On Friday, April 17th, TRIUMF welcomed the Honourable Marc Garneau, a Canadian astronaut, engineer and politician. Currently serving as a Member of Parliament for Westmount-Ville-Marie, he serves as science critic for Parliament. The MP visited TRIUMF as part of a larger tour he is conducting of large science centres in Canada (he arrived in Vancouver straight from Saskstaoon and its Canadian Light Source). The Hon. Garneau was welcomed to TRIUMF by Director Nigel Lockyer who shared the laboratory's Five-Year Plan and gave a short tour of the facility.
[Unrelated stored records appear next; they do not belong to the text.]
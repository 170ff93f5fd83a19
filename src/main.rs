//! uiproof - scripted acceptance runs for hosted front-ends
//!
//! Main entry point for the CLI application.

use anyhow::Context;
use clap::Parser;
use std::path::PathBuf;
use std::process::ExitCode;
use tracing_subscriber::EnvFilter;
use uiproof::browser::AgentBrowser;
use uiproof::core::{Origin, UiProofError};
use uiproof::{cli, Config, Scenario, StepRunner};

/// Run a scripted UI flow and capture evidence for every step
#[derive(Parser, Debug)]
#[command(name = "uiproof")]
#[command(author, version, about, long_about = None)]
struct Args {
    /// File path or http(s) URL of the front-end (overrides config)
    origin: Option<String>,

    /// Built-in sequence to run (feature-tour, preset-history)
    #[arg(long, short = 's', default_value = "feature-tour")]
    scenario: String,

    /// Run steps from a TOML file instead of a built-in sequence
    #[arg(long, conflicts_with = "scenario")]
    steps: Option<PathBuf>,

    /// Directory for screenshots and report.json
    #[arg(long, short = 'o')]
    output: Option<PathBuf>,

    /// Config file (default: ~/.config/uiproof/config.toml)
    #[arg(long, short = 'c')]
    config: Option<PathBuf>,

    /// Enable debug output
    #[arg(long, short = 'd')]
    debug: bool,

    /// Run in headed browser mode (visible window)
    #[arg(long)]
    headed: bool,
}

#[tokio::main]
async fn main() -> ExitCode {
    let args = Args::parse();

    match run(args).await {
        Ok(true) => ExitCode::SUCCESS,
        Ok(false) => ExitCode::from(1),
        Err(e) => {
            eprintln!("error: {:#}", e);
            ExitCode::from(2)
        }
    }
}

async fn run(args: Args) -> anyhow::Result<bool> {
    // Build configuration
    let mut config = match &args.config {
        Some(path) => Config::load_from_path(path)?,
        None => Config::load(),
    };

    // Apply CLI overrides
    if let Some(origin) = &args.origin {
        config.run.origin = origin.clone();
    }

    if let Some(output) = &args.output {
        config.run.output_dir = output.clone();
    }

    if args.debug {
        config.run.debug = true;
    }

    if args.headed {
        config.browser.headed = true;
    }

    init_logging(config.run.debug);

    let scenario = match &args.steps {
        Some(path) => Scenario::load(path)?,
        None => Scenario::builtin(&args.scenario).with_context(|| {
            format!(
                "unknown scenario '{}' (available: {})",
                args.scenario,
                Scenario::builtin_names().join(", ")
            )
        })?,
    };

    let origin = Origin::parse(&config.run.origin)?;
    let browser = AgentBrowser::from_config(&config.browser);
    if !browser.is_available().await {
        return Err(UiProofError::AgentBrowserNotFound.into());
    }

    let runner = StepRunner::from_config(origin, &config.run);
    let report = runner
        .run_until(browser, scenario.steps(), interrupted())
        .await;

    print!("{}", cli::render(scenario.name(), &report));
    let report_path = cli::write_json(&report, &config.run.output_dir)
        .context("failed to write run report")?;
    println!("\nReport: {}", report_path.display());

    Ok(report.succeeded())
}

/// Resolves on Ctrl-C; never resolves if the signal cannot be installed
async fn interrupted() {
    match tokio::signal::ctrl_c().await {
        Ok(()) => tracing::warn!("interrupted, closing session"),
        Err(e) => {
            tracing::debug!(error = %e, "ctrl-c handler unavailable");
            std::future::pending::<()>().await
        }
    }
}

fn init_logging(debug: bool) {
    let default = if debug { "uiproof=debug" } else { "uiproof=info" };
    let filter = EnvFilter::try_from_default_env().unwrap_or_else(|_| EnvFilter::new(default));
    tracing_subscriber::fmt()
        .with_env_filter(filter)
        .with_writer(std::io::stderr)
        .init();
}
Marc Garneau was the first Canadian in space and has taken part in three flights aboard NASA Space Shuttles. In 2001 he was appointed president of the Canadian Space Agency and in 2003, he became the ninth Chancellor of Carleton University in Ottawa, one of TRIUMF's member universities. Five years later he resigned his position at the Canadian Space Agency to run for the Liberal Party in the Canadian federal 2006 elections. Although he lost to a conservative candidate he remained active in politics. In 2008, Marc Garneau was nominated as the candidate for the riding of Westmount-Ville Marie and won the federal election by over 9,000 votes.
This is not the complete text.